Verso la fine dell'Ottocento ci furono infatti clamorose imprese compiute da rivoluzionari che agirono in proprio, senza il supporto di altri, come lupi solitari pur richiamandosi ai principi di libertà e giustizia che erano propri dell'anarchismo e del socialismo più oltranzista. Gli anarchici aggiungevano l'elemento ideologico della morte del tiranno.
In Italia
Nel 1897 il regicidio fu tentato da Pietro Acciarito, un fabbro della provincia romana che si lanciò contro la carrozza di Umberto I che però riuscì a schivare il colpo di coltello dell'anarchico. Acciarito fu arrestato e condannato all'ergastolo con l'immancabile esito del carcere duro e del manicomio criminale. Quando morì, molti anni dopo, una perizia medica lo qualificò geneticamente portato al delitto.
Nel luglio del 1900 però la fortuna di Re Umberto si capovolse, anche perché l'anarchico Gaetano Bresci usò la pistola e non il coltello al termine di una manifestazione sportiva a Monza presenziata appunto da Umberto e da Margherita. Con tre colpi di rivoltella il secondo Re d'Italia fu ucciso. Bresci era tornato dall'America con il preciso intento di eliminare il monarca che aveva avallato la strage di persone che manifestavano per il rincaro del prezzo del pane. Il massacro era stato compiuto a Milano nel 1898 dal Generale Bava Beccaris che per questa impresa aveva ricevuto un'onorificenza dal Re. Dopo il regicidio Bresci fu arrestato e condannato all'ergastolo a vita. Meno di un anno dopo il detenuto fu trovato morto nella cella della prigione in cui si trovava. Ufficialmente 'si era suicidato'; praticamente era stato torturato e ammazzato dai carcerieri.
Nel resto d'Europa
Nel 1894 a Lione l'anarchico lombardo Sante Caserio, con il solito metodo dell'attesa della carrozza e del pugnale, uccise il Presidente della Repubblica Francese Sadi Carnot. In questo modo Caserio ritenne di vendicare anarchici mandati al patibolo dal presidente nonché l'eccidio di immigrati italiani compiuto da nazionalisti francesi senza che Carnot facesse poi giustizia. Caserio fu condannato a morte. Rifiutò di compiere un atto di pentimento che avrebbe potuto salvargli la vita. Fu ghigliottinato.

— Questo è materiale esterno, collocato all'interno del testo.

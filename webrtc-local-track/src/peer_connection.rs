// Copyright 2025 LiveKit, Inc.
//
// Licensed under the Apache License, Version 2.0 (the "License");
// you may not use this file except in compliance with the License.
// You may obtain a copy of the License at
//
//     http://www.apache.org/licenses/LICENSE-2.0
//
// Unless required by applicable law or agreed to in writing, software
// distributed under the License is distributed on an "AS IS" BASIS,
// WITHOUT WARRANTIES OR CONDITIONS OF ANY KIND, either express or implied.
// See the License for the specific language governing permissions and
// limitations under the License.

use std::{
    fmt::Debug,
    sync::{
        atomic::{AtomicBool, Ordering},
        Arc,
    },
};

use parking_lot::Mutex;

use crate::{
    config::PeerConnectionConfig, local_video_track::LocalVideoTrack,
    native::peer_connection::PeerConnectionInterface, video_track::RtcVideoTrack, InteropHandle,
    RtcError, RtcErrorType,
};

/// Collection a [`LocalVideoTrack`] belongs to.
///
/// On success, `remove_local_video_track` must have called
/// [`LocalVideoTrack::remove_from_peer_connection`], which clears the track's
/// reference back to its owner. A track being closed while still attached
/// relies on this and panics otherwise.
pub trait LocalVideoTrackOwner: Send + Sync {
    fn remove_local_video_track(&self, track: &LocalVideoTrack) -> Result<(), RtcError>;
}

struct PeerConnectionInner {
    peer: Arc<dyn PeerConnectionInterface>,
    config: PeerConnectionConfig,
    local_video_tracks: Mutex<Vec<Arc<LocalVideoTrack>>>,
    closed: AtomicBool,
}

/// Peer connection owning the local video tracks published on it.
#[derive(Clone)]
pub struct PeerConnection {
    inner: Arc<PeerConnectionInner>,
}

impl PeerConnection {
    pub fn new(peer: Arc<dyn PeerConnectionInterface>, config: PeerConnectionConfig) -> Self {
        Self {
            inner: Arc::new(PeerConnectionInner {
                peer,
                config,
                local_video_tracks: Default::default(),
                closed: AtomicBool::new(false),
            }),
        }
    }

    pub fn config(&self) -> &PeerConnectionConfig {
        &self.inner.config
    }

    pub fn is_closed(&self) -> bool {
        self.inner.closed.load(Ordering::Acquire)
    }

    /// Adds `track` to the engine peer connection and wraps the resulting
    /// sender into a [`LocalVideoTrack`] owned by this peer connection.
    pub fn add_local_video_track(
        &self,
        track: RtcVideoTrack,
        interop_handle: InteropHandle,
    ) -> Result<Arc<LocalVideoTrack>, RtcError> {
        if self.is_closed() {
            return Err(RtcError::new(
                RtcErrorType::InvalidState,
                "the peer connection is closed",
            ));
        }

        let config = &self.inner.config;
        let sender =
            self.inner.peer.add_track(track.clone(), std::slice::from_ref(&config.stream_id))?;

        let owner: Arc<dyn LocalVideoTrackOwner> = self.inner.clone();
        let local_track = Arc::new(LocalVideoTrack::new(
            Arc::downgrade(&owner),
            track,
            sender,
            interop_handle,
            config.sink_wants(),
        ));

        self.inner.local_video_tracks.lock().push(local_track.clone());
        log::info!("added local video track {} to stream {}", local_track.id(), config.stream_id);
        Ok(local_track)
    }

    pub fn remove_local_video_track(&self, track: &LocalVideoTrack) -> Result<(), RtcError> {
        self.inner.remove_local_video_track(track)
    }

    /// Removes every local track fed by the source `source_id`, returning how
    /// many were removed.
    pub fn remove_local_video_tracks_from_source(&self, source_id: &str) -> usize {
        let removed: Vec<Arc<LocalVideoTrack>> = {
            let mut tracks = self.inner.local_video_tracks.lock();
            let (removed, kept): (Vec<_>, Vec<_>) =
                tracks.drain(..).partition(|t| t.rtc_track().source_id() == source_id);
            *tracks = kept;
            for track in &removed {
                track.remove_from_peer_connection(&*self.inner.peer);
            }
            removed
        };

        log::debug!("removed {} local video tracks from source {}", removed.len(), source_id);
        removed.len()
    }

    pub fn local_video_tracks(&self) -> Vec<Arc<LocalVideoTrack>> {
        self.inner.local_video_tracks.lock().clone()
    }

    pub fn local_video_track_count(&self) -> usize {
        self.inner.local_video_tracks.lock().len()
    }

    /// Closes the engine peer connection and removes all local tracks.
    pub fn close(&self) {
        self.inner.close();
    }
}

impl PeerConnectionInner {
    fn close(&self) {
        if self.closed.swap(true, Ordering::AcqRel) {
            return;
        }

        self.peer.close();

        let tracks = std::mem::take(&mut *self.local_video_tracks.lock());
        for track in tracks.iter().rev() {
            track.remove_from_peer_connection(&*self.peer);
        }

        log::info!("peer connection closed, released {} local video tracks", tracks.len());
    }
}

impl LocalVideoTrackOwner for PeerConnectionInner {
    fn remove_local_video_track(&self, track: &LocalVideoTrack) -> Result<(), RtcError> {
        let removed = {
            let mut tracks = self.local_video_tracks.lock();
            let Some(index) = tracks.iter().position(|t| std::ptr::eq(Arc::as_ptr(t), track))
            else {
                return Err(RtcError::new(
                    RtcErrorType::InvalidParameter,
                    "the video track is not associated with the peer connection",
                ));
            };

            track.remove_from_peer_connection(&*self.peer);
            tracks.remove(index)
        };

        // The last reference may be ours, drop it outside of the lock.
        drop(removed);
        Ok(())
    }
}

impl Drop for PeerConnectionInner {
    fn drop(&mut self) {
        self.close();
    }
}

impl Debug for PeerConnection {
    fn fmt(&self, f: &mut std::fmt::Formatter<'_>) -> std::fmt::Result {
        f.debug_struct("PeerConnection")
            .field("stream_id", &self.inner.config.stream_id)
            .field("local_video_tracks", &self.local_video_track_count())
            .field("closed", &self.is_closed())
            .finish()
    }
}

Nel 1898 a Ginevra Luigi Lucheni, un anarchico originario del parmense compì il delitto del secolo uccidendo per strada con un colpo di pugnale al cuore l'Imperatrice Elisabetta d'Austria meglio nota come Imperatrice Sissi, moglie di Francesco Giuseppe. La vittima non era un simbolo dello strapotere monarchico, che anzi contestava con una vita eccentrica e anche un po' solitaria, ma rappresentava - per bellezza ed eleganza - il massimo di una aristocratica femminilità. Fu uccisa forse perché figura simbolo della nobiltà. Dopo il delitto Lucheni finì all'ergastolo riunendo - con la morte (avvenuta nel 1910) e dopo la morte - il destino di Bresci e quello di Passannante. Morto 'suicida in carcere' (come Bresci) Lucheni fu decapitato (come Passannante) e il suo cranio esposto al pubblico, stranamente, nella civilissima Svizzera.